Saturday, November 23 was TELLABRATION!™ , which is a storytelling event celebrated in nine different countries and in forty states in the U.S. This local event was put on at the Sebastopol Regional Library by the Santa Rosa Do Tell Story Swap, a group that has been meeting monthly for more than ten years right here in Sonoma county.
Since I started taking my storytelling outside the classroom more than six years ago, I have been a regular featured teller and host for this event. This year I brought someone special with me to the line up.
She is normally seen on the Coyotes Varsity Basketball court, but this weekend was different. She took the stage in front of a packed room to make her storytelling debut. It was Lizbeth Castillo-Alcaraz '20, and she made a big splash in the storytelling community.
Lizbeth developed her personal five-minute story in my Authentic Voices class, which is a humanities elective class aimed at telling true, compelling stories for live audiences and for radio. In class, Lizbeth told a riveting tale about a day that she was supposed to watch her four-year-old brother. While he played in the yard with their dog, she decided to clean her room, which was the only place that was messier than her car. When she went to check on her brother, she found only the dog.
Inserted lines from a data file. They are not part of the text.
//! Terminal UI: controller, views and the event loop around them.

pub mod app;
pub mod events;
pub mod fetch;
pub mod footer;
pub mod header;
pub mod input;
pub mod layout;
pub mod mvi;
pub mod render;
pub mod runtime;
pub mod terminal_guard;
pub mod theme;
pub mod views;
//! Detection result data model.
//!
//! `PlateResponse` mirrors the JSON body of `GET /api/new-plate` field for
//! field; `ResultRecord` is the validated form handed to the views.

pub mod image_ref;
mod record;

pub use image_ref::{EmbeddedImage, ImageRef};
pub use record::{AddressRecord, PlateEntry, PlateResponse, ResultRecord};
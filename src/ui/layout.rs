use ratatui::layout::{Constraint, Direction, Layout, Rect};

/// Smallest error banner: one content row plus borders.
const MIN_BANNER_HEIGHT: u16 = 3;

pub fn layout_regions(area: Rect) -> (Rect, Rect, Rect) {
    let header_height = area.height.min(3);
    let footer_height = 3.min(area.height.saturating_sub(header_height));
    let header = Rect {
        x: area.x,
        y: area.y,
        width: area.width,
        height: header_height,
    };
    let footer = Rect {
        x: area.x,
        y: area.y + area.height.saturating_sub(footer_height),
        width: area.width,
        height: footer_height,
    };
    let body = Rect {
        x: area.x,
        y: area.y + header_height,
        width: area.width,
        height: area.height.saturating_sub(header_height + footer_height),
    };
    (header, body, footer)
}

/// Splits an error banner tall enough for `message` off the top of the body.
///
/// The banner grows with the wrapped message but never takes more than
/// half of the body.
pub fn split_banner(body: Rect, message: &str) -> (Rect, Rect) {
    let content_rows = wrapped_line_count(message, body.width.saturating_sub(2));
    let wanted = u16::try_from(content_rows)
        .unwrap_or(u16::MAX)
        .saturating_add(2)
        .max(MIN_BANNER_HEIGHT);
    let banner_height = wanted.min((body.height / 2).max(MIN_BANNER_HEIGHT)).min(body.height);
    let banner = Rect {
        height: banner_height,
        ..body
    };
    let rest = Rect {
        y: body.y + banner_height,
        height: body.height - banner_height,
        ..body
    };
    (banner, rest)
}

/// Rows `text` occupies when word-wrapped at `width` columns.
///
/// Words longer than a row are broken across rows, as `Wrap` does.
pub fn wrapped_line_count(text: &str, width: u16) -> usize {
    let width = usize::from(width.max(1));
    let mut rows = 1;
    let mut column = 0;
    for word in text.split_whitespace() {
        let len = word.chars().count();
        let needed = if column == 0 { len } else { column + 1 + len };
        if needed <= width {
            column = needed;
            continue;
        }
        if column > 0 {
            rows += 1;
        }
        rows += len.saturating_sub(1) / width;
        column = match len % width {
            0 => width,
            rest => rest,
        };
    }
    rows
}

/// Result regions: `(vehicle, plates, address)`.
///
/// The image row takes the upper part of the body, split evenly between
/// the vehicle and plate cards; the address section takes the rest.
pub fn result_regions(body: Rect) -> (Rect, Rect, Rect) {
    let rows = Layout::default()
        .direction(Direction::Vertical)
        .constraints([Constraint::Percentage(40), Constraint::Min(0)])
        .split(body);
    let images = Layout::default()
        .direction(Direction::Horizontal)
        .constraints([Constraint::Percentage(50), Constraint::Percentage(50)])
        .split(rows[0]);
    (images[0], images[1], rows[1])
}

pub fn centered_rect_by_size(area: Rect, width: u16, height: u16) -> Rect {
    let width = width.min(area.width);
    let height = height.min(area.height);
    Rect {
        x: area.x + (area.width - width) / 2,
        y: area.y + (area.height - height) / 2,
        width,
        height,
    }
}
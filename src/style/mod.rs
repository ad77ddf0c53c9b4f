mod color;

pub use color::Rgb;

use std::fmt::{Display, Formatter};
use std::str::FromStr;

use crate::common::{
    error::{QRError, QRResult},
    metadata::ECLevel,
};

// Style tokens
//------------------------------------------------------------------------------

#[derive(Debug, PartialEq, Eq, Copy, Clone, Default)]
pub enum ModuleStyle {
    #[default]
    Square,
    Dot,
    Round,
}

impl ModuleStyle {
    // Dot diameter or corner rounding used when no intensity is given
    pub const DEFAULT_DOT_INTENSITY: f64 = 0.8;
    pub const DEFAULT_ROUND_INTENSITY: f64 = 0.5;
}

impl FromStr for ModuleStyle {
    type Err = QRError;

    fn from_str(s: &str) -> Result<Self, Self::Err> {
        match s.trim().to_ascii_lowercase().as_str() {
            "square" => Ok(Self::Square),
            "dot" | "dots" => Ok(Self::Dot),
            "round" | "rounded" => Ok(Self::Round),
            _ => Err(QRError::InvalidStyle(s.to_string())),
        }
    }
}

impl Display for ModuleStyle {
    fn fmt(&self, f: &mut Formatter<'_>) -> std::fmt::Result {
        f.write_str(match self {
            Self::Square => "square",
            Self::Dot => "dot",
            Self::Round => "round",
        })
    }
}

/// Shape of either part of a finder eye: the 7x7 frame or the 3x3 ball.
#[derive(Debug, PartialEq, Eq, Copy, Clone, Default)]
pub enum EyeShape {
    #[default]
    Square,
    Circle,
}

impl FromStr for EyeShape {
    type Err = QRError;

    fn from_str(s: &str) -> Result<Self, Self::Err> {
        match s.trim().to_ascii_lowercase().as_str() {
            "square" => Ok(Self::Square),
            "circle" => Ok(Self::Circle),
            _ => Err(QRError::InvalidStyle(s.to_string())),
        }
    }
}

impl Display for EyeShape {
    fn fmt(&self, f: &mut Formatter<'_>) -> std::fmt::Result {
        f.write_str(match self {
            Self::Square => "square",
            Self::Circle => "circle",
        })
    }
}

// Settings
//------------------------------------------------------------------------------

/// Unvalidated style settings as collected by the generator.
#[derive(Debug, Clone, PartialEq)]
pub struct Settings {
    pub size: u32,
    pub margin: u32,
    pub foreground: Rgb,
    pub background: Rgb,
    pub ec_level: ECLevel,
    pub module_style: ModuleStyle,
    pub module_intensity: Option<f64>,
    pub eye_frame: EyeShape,
    pub eye_ball: EyeShape,
    pub has_logo: bool,
}

impl Default for Settings {
    fn default() -> Self {
        Self {
            size: 200,
            margin: 0,
            foreground: Rgb::BLACK,
            background: Rgb::WHITE,
            ec_level: ECLevel::L,
            module_style: ModuleStyle::Square,
            module_intensity: None,
            eye_frame: EyeShape::Square,
            eye_ball: EyeShape::Square,
            has_logo: false,
        }
    }
}

// Style spec
//------------------------------------------------------------------------------

/// Resolved module shape. Lengths are fractions of one module.
#[derive(Debug, PartialEq, Copy, Clone)]
pub enum ModuleShape {
    Square,
    Dot { diameter: f64 },
    Round { radius: f64 },
}

#[derive(Debug, PartialEq, Clone)]
pub struct StyleSpec {
    pub module: ModuleShape,
    pub eye_frame: EyeShape,
    pub eye_ball: EyeShape,
    pub foreground: Rgb,
    pub background: Rgb,
    pub size: u32,
    pub margin: u32,
    pub ec_level: ECLevel,
}

impl StyleSpec {
    /// Pixels per module, margin included on both sides.
    pub fn scale(&self, qr_width: usize) -> f64 {
        self.size as f64 / (qr_width + 2 * self.margin as usize) as f64
    }
}

pub fn resolve(settings: &Settings) -> QRResult<StyleSpec> {
    if settings.size == 0 {
        return Err(QRError::InvalidSize);
    }

    let module = match settings.module_style {
        ModuleStyle::Square => ModuleShape::Square,
        ModuleStyle::Dot => {
            let i = settings.module_intensity.unwrap_or(ModuleStyle::DEFAULT_DOT_INTENSITY);
            if !(i > 0.0 && i <= 1.0) {
                return Err(QRError::InvalidIntensity(i));
            }
            ModuleShape::Dot { diameter: i }
        }
        ModuleStyle::Round => {
            let i = settings.module_intensity.unwrap_or(ModuleStyle::DEFAULT_ROUND_INTENSITY);
            if !(0.0..=1.0).contains(&i) {
                return Err(QRError::InvalidIntensity(i));
            }
            ModuleShape::Round { radius: i * 0.5 }
        }
    };

    let ec_level = if settings.has_logo { ECLevel::H } else { settings.ec_level };

    Ok(StyleSpec {
        module,
        eye_frame: settings.eye_frame,
        eye_ball: settings.eye_ball,
        foreground: settings.foreground,
        background: settings.background,
        size: settings.size,
        margin: settings.margin,
        ec_level,
    })
}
Where had he gone? She began to desperately search the house, "ransacking rooms in their homes she didn't even know they had!"
Not finding him anywhere in the house, she jumped in her car and began circling the block, but he was nowhere. The neighborhood regulars began to take on a sinister feel as she began to worry that someone might have taken him. After circling the block three times, she checked the park, and then with tears of desperation she pulled over and took out her phone. She punched 9-1-1 and was about to press dial. That was when she heard something in the back seat of her car.
In a heap of sweatshirts and dirty basketball jerseys, there was her brother eating old Halloween candy that had been in her backseat for three years. There was a sigh of relief from her audience. She had held them in suspense for five full minutes. After the audience recovered, they gave her a warm ovation.
In addition to Lizbeth and me, there were four other storytellers including two that were seasoned professionals. After the performances, members of the audience flocked around Lizbeth to congratulate her and to share their own experiences losing track of someone they love — a sign that her story touched home.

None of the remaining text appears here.